2. **Journal:** Written to `episteme-wal`.
3. **Ballot Box:** Votes are appended to the `V:{Hash}` stream.
4. **Compactor (Async):** A background worker aggregates Votes + TrustRank to update the `MV` key.
---
## 4. The Read Path (The Cortex)
**Fast Path (Standard Lenses):**
* Query: `GET /query?lens=Consensus`
* Action: `GET MV:{Subject}:{Predicate}`
* Cost: **O(1)**. Low latency.
**Trusted Path (Trust Packs):**
* Query: `GET /query?lens=Authority&trust_pack=Science_Pack`
* Action:
1. Fetch Candidate Assertions.
2. Fetch Votes.
3. **Filter:** Intersect Votes with `TrustPack.agents` (BitSet operation).
4. Sum weights of remaining votes.
* Cost: **O(1)** (if Materialized per Pack) or **O(M)** (Fast calculation).
### Standard Lenses
* **Consensus:** Highest cluster density.
* **Authority:** Filter by **Trust Pack**.
* **Recency:** Last Writer Wins.
* **EpochAware:** Validates against current paradigm.
* **Constraints:** (New) Returns all `must_use`/`forbidden` assertions for a context.
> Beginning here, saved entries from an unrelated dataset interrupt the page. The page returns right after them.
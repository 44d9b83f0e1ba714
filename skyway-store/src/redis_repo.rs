use async_trait::async_trait;
use redis::{AsyncCommands, RedisResult};
use tracing::info;

use skyway_core::repository::{RateLimiter, SessionStore};
use skyway_core::{CoreError, CoreResult};

/// Redis-backed token revocation and rate limiting.
#[derive(Clone)]
pub struct RedisClient {
    client: redis::Client,
}

impl RedisClient {
    pub async fn new(connection_string: &str) -> Result<Self, redis::RedisError> {
        let client = redis::Client::open(connection_string)?;
        // Fail at startup rather than on the first request.
        let mut conn = client.get_multiplexed_async_connection().await?;
        redis::cmd("PING").query_async::<String>(&mut conn).await?;
        info!("Connected to Redis");
        Ok(Self { client })
    }

    pub async fn revoke_token(&self, jti: &str, ttl_seconds: u64) -> RedisResult<()> {
        let mut conn = self.client.get_multiplexed_async_connection().await?;
        let key = format!("revoked:{}", jti);
        conn.set_ex::<_, _, ()>(key, 1, ttl_seconds.max(1)).await
    }

    pub async fn is_token_revoked(&self, jti: &str) -> RedisResult<bool> {
        let mut conn = self.client.get_multiplexed_async_connection().await?;
        let key = format!("revoked:{}", jti);
        conn.exists(key).await
    }

    pub async fn check_rate_limit(&self, key: &str, limit: i64, window_seconds: i64) -> RedisResult<bool> {
        let mut conn = self.client.get_multiplexed_async_connection().await?;

        let (count,): (i64,) = redis::pipe()
            .atomic()
            .incr(key, 1)
            .expire(key, window_seconds)
            .ignore()
            .query_async(&mut conn)
            .await?;

        Ok(count <= limit)
    }
}

fn redis_error(err: redis::RedisError) -> CoreError {
    tracing::error!("Redis error: {}", err);
    CoreError::internal(err)
}

#[async_trait]
impl SessionStore for RedisClient {
    async fn revoke(&self, jti: &str, ttl_seconds: u64) -> CoreResult<()> {
        self.revoke_token(jti, ttl_seconds).await.map_err(redis_error)
    }

    async fn is_revoked(&self, jti: &str) -> CoreResult<bool> {
        self.is_token_revoked(jti).await.map_err(redis_error)
    }
}

#[async_trait]
impl RateLimiter for RedisClient {
    async fn check_rate_limit(&self, key: &str, limit: i64, window_seconds: i64) -> CoreResult<bool> {
        RedisClient::check_rate_limit(self, key, limit, window_seconds)
            .await
            .map_err(redis_error)
    }
}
Acts as a "Pre-Flight Check."
---
## 5. The Meter (Economic Safety)
To prevent infinite loops, the Job Manager enforces **Temporal Advantage Normalization (TAN)**.
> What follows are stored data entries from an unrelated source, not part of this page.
use serde::{Deserialize, Serialize};
use uuid::Uuid;

/// Seat map change broadcast to live subscribers and published to the event bus.
#[derive(Debug, Clone, Serialize, Deserialize, PartialEq)]
pub struct SeatEvent {
    pub kind: SeatEventKind,
    pub flight_id: Uuid,
    pub seat_number: String,
    pub booking_id: Uuid,
    pub timestamp: i64,
}

#[derive(Debug, Clone, Copy, Serialize, Deserialize, PartialEq, Eq)]
#[serde(rename_all = "snake_case")]
pub enum SeatEventKind {
    SeatClaimed,
    SeatReleased,
}

impl SeatEventKind {
    pub fn as_str(&self) -> &'static str {
        match self {
            SeatEventKind::SeatClaimed => "seat_claimed",
            SeatEventKind::SeatReleased => "seat_released",
        }
    }
}

#[derive(Debug, Clone, Serialize, Deserialize)]
pub struct BookingConfirmedEvent {
    pub booking_id: Uuid,
    pub flight_id: Uuid,
    pub user_id: Uuid,
    pub seat_number: String,
    pub amount: i32,
    pub currency: String,
    pub transaction_id: String,
    pub timestamp: i64,
}

#[derive(Debug, Clone, Serialize, Deserialize)]
pub struct BookingCancelledEvent {
    pub booking_id: Uuid,
    pub flight_id: Uuid,
    pub seat_number: String,
    pub reason: String,
    pub timestamp: i64,
}
#[async_trait]
impl BookingRepository for MemoryStore {
    async fn claim_seat(&self, booking: &Booking) -> CoreResult<Booking> {
        let mut state = self.state.write().await;

        let taken = state.bookings.values().any(|b| {
            b.flight_id == booking.flight_id && b.seat_number == booking.seat_number && b.status.holds_seat()
        });

        let flight = state
            .flights
            .get_mut(&booking.flight_id)
            .ok_or_else(|| CoreError::NotFound(format!("Flight {} not found", booking.flight_id)))?;
        let seat = flight.seat_mut(&booking.seat_number).ok_or_else(|| {
            CoreError::ValidationError(format!("Seat {} does not exist on this flight", booking.seat_number))
        })?;

        if !seat.is_available || taken {
            return Err(CoreError::Conflict(format!("Seat {} is already taken", booking.seat_number)));
        }

        seat.is_available = false;
        let mut stored = booking.clone();
        stored.seat_class = seat.seat_class;
        state.bookings.insert(stored.id, stored.clone());
        Ok(stored)
    }

    async fn confirm_booking(&self, id: Uuid, payment_reference: &str) -> CoreResult<Booking> {
        let mut state = self.state.write().await;
        let booking = state
            .bookings
            .get_mut(&id)
            .ok_or_else(|| CoreError::NotFound(format!("Booking {} not found", id)))?;

        if booking.status != BookingStatus::Pending {
            return Err(CoreError::Conflict(format!("Booking {} is no longer pending", id)));
        }

        booking.status = BookingStatus::Confirmed;
        booking.payment_reference = Some(payment_reference.to_string());
        booking.updated_at = Utc::now();
        Ok(booking.clone())
    }

    async fn cancel_booking(&self, id: Uuid) -> CoreResult<Booking> {
        let mut state = self.state.write().await;
        let booking = state
            .bookings
            .get_mut(&id)
            .ok_or_else(|| CoreError::NotFound(format!("Booking {} not found", id)))?;

        if booking.status == BookingStatus::Cancelled {
            return Err(CoreError::Conflict(format!("Booking {} is already cancelled", id)));
        }

        booking.status = BookingStatus::Cancelled;
        booking.updated_at = Utc::now();
        let cancelled = booking.clone();

        state.release_seat(cancelled.flight_id, &cancelled.seat_number);
        Ok(cancelled)
    }

    async fn get_booking(&self, id: Uuid) -> CoreResult<Option<Booking>> {
        Ok(self.state.read().await.bookings.get(&id).cloned())
    }

    async fn list_bookings_for_user(&self, user_id: Uuid) -> CoreResult<Vec<Booking>> {
        let state = self.state.read().await;
        let mut bookings: Vec<Booking> = state
            .bookings
            .values()
            .filter(|b| b.user_id == user_id)
            .cloned()
            .collect();
        bookings.sort_by(|a, b| b.created_at.cmp(&a.created_at));
        Ok(bookings)
    }

    async fn list_bookings_for_flight(&self, flight_id: Uuid) -> CoreResult<Vec<Booking>> {
        let state = self.state.read().await;
        let mut bookings: Vec<Booking> = state
            .bookings
            .values()
            .filter(|b| b.flight_id == flight_id)
            .cloned()
            .collect();
        bookings.sort_by_key(|b| b.created_at);
        Ok(bookings)
    }

    async fn release_expired_holds(&self, cutoff: DateTime<Utc>) -> CoreResult<Vec<Booking>> {
        let mut state = self.state.write().await;
        let now = Utc::now();

        let mut released = Vec::new();
        for booking in state.bookings.values_mut() {
            if booking.status == BookingStatus::Pending && booking.created_at < cutoff {
                booking.status = BookingStatus::Cancelled;
                booking.updated_at = now;
                released.push(booking.clone());
            }
        }

        for booking in &released {
            state.release_seat(booking.flight_id, &booking.seat_number);
        }
        Ok(released)
    }

    async fn sales_report(&self) -> CoreResult<Vec<SalesRow>> {
        let state = self.state.read().await;

        let mut rows: HashMap<Uuid, SalesRow> = HashMap::new();
        for booking in state.bookings.values().filter(|b| b.status == BookingStatus::Confirmed) {
            let flight_number = state
                .flights
                .get(&booking.flight_id)
                .map(|f| f.flight_number.clone())
                .unwrap_or_default();

            let row = rows.entry(booking.flight_id).or_insert_with(|| SalesRow {
                flight_id: booking.flight_id,
                flight_number,
                confirmed_bookings: 0,
                total_revenue: 0,
                currency: booking.price_currency.clone(),
            });
            row.confirmed_bookings += 1;
            row.total_revenue += i64::from(booking.price_amount);
        }

        let mut rows: Vec<SalesRow> = rows.into_values().collect();
        rows.sort_by(|a, b| {
            b.total_revenue
                .cmp(&a.total_revenue)
                .then_with(|| a.flight_number.cmp(&b.flight_number))
        });
        Ok(rows)
    }
}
* **Budgeting:** Every Job must declare a `max_cost`.
* **Throttling:** Forking Reality or Deep Recursion is rejected if `current_cost + projected_cost > max_cost`.
---
## 6. The Simulator (Mid-Training Pipeline)
The system continuously exports data to train the next generation of Agents.
* **Negative Samples:** High-confidence assertions that were later superseded (Failures).
* **Golden Paths:** Branches that successfully merged to Main (Successes).
* **Format:** Exported as HuggingFace-compatible datasets for LoRA fine-tuning.
---
## 7. Implementation Roadmap
### Phase 1: The Spine (Foundation)
* [ ] Reuse `quarantine-journal` pattern for WAL.
* [ ] Implement `Assertion`, `Epoch`, and **`Vote`** structs.
* [ ] Basic `sled` storage backend.
### Phase 2: The Lattice (Connectivity)
* [ ] **The Ballot Box**: Implement separate Vote storage stream.
* [ ] **Materializer**: Implement background worker to maintain `MV` keys.
* [ ] **Trust Packs**: Implement BitSet/BloomFilter logic for agent sets.
* [ ] **The Meter**: Implement Budget/TAN middleware in Job Manager.
* [ ] **Agent Wallet**: Sidecar for key management/signing.
### Phase 3: The Cortex (Reasoning)
* [ ] SMT Backend & Branching.
* [ ] Vector Search.
* [ ] **Lens: Constraints**: Implement the pre-flight check logic.
### Phase 4: The Hive (Learning)
* [ ] **The Simulator**: Log exporter pipeline.
* [ ] **Trust Marketplace**: API for publishing/subscribing to Trust Packs.
* [ ] **The Super Curator**: Implement "Judge" agent with Visual Anchoring.